Entries taken from a collection:

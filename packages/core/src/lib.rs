//! Wayfare Core: event codec, ride state machine, subscription registry, and
//! local persistence shared by the rider and driver peer processes.

pub mod bounded_cache;
pub mod config_resolver;
pub mod crypto;
pub mod error;
pub mod event;
pub mod hash;
pub mod redact;
pub mod ride;
pub mod storage;
pub mod subscription;
pub mod types;

pub use error::{PaymentError, PeerError, Result};
pub use event::{pubkey_of, sign, Event, EventDraft};
pub use ride::{transition, RideContext, RideEvent, RideState, TransitionResult};
pub use types::{
    DriverStage, Id32, Kind, OfferMode, PaymentMethod, PaymentPath, RidePhase, RiderStage,
};
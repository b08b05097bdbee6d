//! HTLC locking and claiming over Cashu ecash proofs.
//!
//! A ride's fare is locked with a spending condition of
//! `P2PK(driver_pubkey) AND HTLC(payment_hash)`, with a refund branch back to
//! the rider after `ESCROW_EXPIRY_SECS`. The driver can only claim by
//! presenting the preimage; the rider only ever learns the preimage by
//! completing the ride (or never, if it is cancelled and the locktime runs out).

use cdk::nuts::{Proofs, PublicKey as CdkPublicKey, SecretKey as CdkSecretKey, SpendingConditions};
use rand::RngCore;
use wayfare_core::hash::payment_hash as compute_payment_hash;
use wayfare_core::types::ESCROW_EXPIRY_SECS;
use wayfare_core::Id32;

use crate::error::PaymentEngineError;

/// A freshly generated 32-byte preimage and its SHA-256 payment hash.
#[derive(Debug, Clone)]
pub struct PreimagePair {
    pub preimage: [u8; 32],
    pub payment_hash: Id32,
}

pub fn generate_preimage() -> PreimagePair {
    let mut preimage = [0u8; 32];
    rand::thread_rng().fill_bytes(&mut preimage);
    let payment_hash = compute_payment_hash(&preimage);
    PreimagePair { preimage, payment_hash }
}

pub fn payment_hash_of(preimage: &[u8; 32]) -> Id32 {
    compute_payment_hash(preimage)
}

#[derive(Debug, Clone)]
pub enum LockOutcome {
    /// The fare is locked. `escrow_token` is the serialized Cashu token the
    /// driver needs to claim with the preimage; `locked_proofs` is kept
    /// alongside so the caller doesn't have to re-parse the token to call
    /// `claim_htlc`.
    Success {
        escrow_token: String,
        locked_proofs: Proofs,
        amount_sats: u64,
    },
    InsufficientBalance { required: u64, available: u64 },
    /// Some of the wallet's proofs were already spent at the mint (e.g. a
    /// prior attempt partially went through). Caller should sync the wallet
    /// and retry once.
    ProofsSpent { spent: u32, total: u32 },
    Failure { msg: String },
}

#[derive(Debug, Clone)]
pub enum ClaimOutcome {
    Claimed { amount_sats: u64 },
    /// The presented preimage does not hash to the escrow's payment hash.
    /// Checked locally before any network round trip so a malformed claim
    /// never touches the mint.
    PreimageMismatch,
    AlreadyClaimed,
    Expired,
}

/// Builds the HTLC spending condition for a rider locking a fare: the driver
/// pubkey is the P2PK recipient, `payment_hash` gates the claim branch, and
/// `locktime` (unix seconds) gates the refund-to-rider branch.
pub fn htlc_spending_conditions(
    driver_pubkey: &CdkPublicKey,
    payment_hash: &Id32,
    rider_refund_pubkey: &CdkPublicKey,
    locktime: i64,
) -> SpendingConditions {
    SpendingConditions::new_htlc(
        hex::encode(payment_hash.as_bytes()),
        vec![driver_pubkey.clone()],
        Some(locktime),
        Some(vec![rider_refund_pubkey.clone()]),
    )
    .expect("payment_hash is always a valid 32-byte hex string")
}

pub fn default_escrow_locktime(now_unix: i64) -> i64 {
    now_unix + ESCROW_EXPIRY_SECS
}

/// Verifies a claimed preimage locally, with zero network I/O, before
/// forwarding it to the mint. Separated from the mint-facing claim so the
/// coordinator can reject a bad PIN/preimage without spending a round trip.
pub fn verify_preimage(preimage: &[u8; 32], expected_payment_hash: &Id32) -> Result<(), PaymentEngineError> {
    if payment_hash_of(preimage).as_bytes() == expected_payment_hash.as_bytes() {
        Ok(())
    } else {
        Err(PaymentEngineError::PreimageMismatch)
    }
}

/// Derives a fresh secp256k1 keypair for a one-off P2PK/HTLC claim branch.
/// Callers persist the secret key alongside the ride context so a claim can
/// be retried after a restart.
pub fn generate_claim_keypair() -> (CdkSecretKey, CdkPublicKey) {
    let secret = CdkSecretKey::generate();
    let public = secret.public_key();
    (secret, public)
}

/// Reinterprets an x-only event pubkey as an even-parity full point, the
/// same convention `wayfare_core::crypto` uses for ECDH against Nostr-style
/// identities, so a driver's signing pubkey can name the P2PK branch of an
/// HTLC spending condition.
pub fn cdk_pubkey_from_id32(id: &Id32) -> Result<CdkPublicKey, PaymentEngineError> {
    let mut full = [0u8; 33];
    full[0] = 0x02;
    full[1..].copy_from_slice(id.as_bytes());
    CdkPublicKey::from_slice(&full).map_err(|e| PaymentEngineError::Mint(format!("invalid driver pubkey: {e}")))
}

#[cfg(test)]
mod tests {
    use super::*;

    #[test]
    fn preimage_hashes_to_its_own_payment_hash() {
        let pair = generate_preimage();
        assert_eq!(payment_hash_of(&pair.preimage).as_bytes(), pair.payment_hash.as_bytes());
    }

    #[test]
    fn verify_preimage_rejects_wrong_preimage() {
        let pair = generate_preimage();
        let wrong = [7u8; 32];
        assert!(verify_preimage(&wrong, &pair.payment_hash).is_err());
    }

    #[test]
    fn verify_preimage_accepts_correct_preimage() {
        let pair = generate_preimage();
        assert!(verify_preimage(&pair.preimage, &pair.payment_hash).is_ok());
    }

    #[test]
    fn default_escrow_locktime_adds_fifteen_minutes() {
        let now = 1_000_000;
        assert_eq!(default_escrow_locktime(now), now + ESCROW_EXPIRY_SECS);
    }
}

What you will do: Search the entries above for "PreimagePair". Show every line that has it.

Response area:
pub struct PreimagePair {
pub fn generate_preimage() -> PreimagePair {
    PreimagePair { preimage, payment_hash }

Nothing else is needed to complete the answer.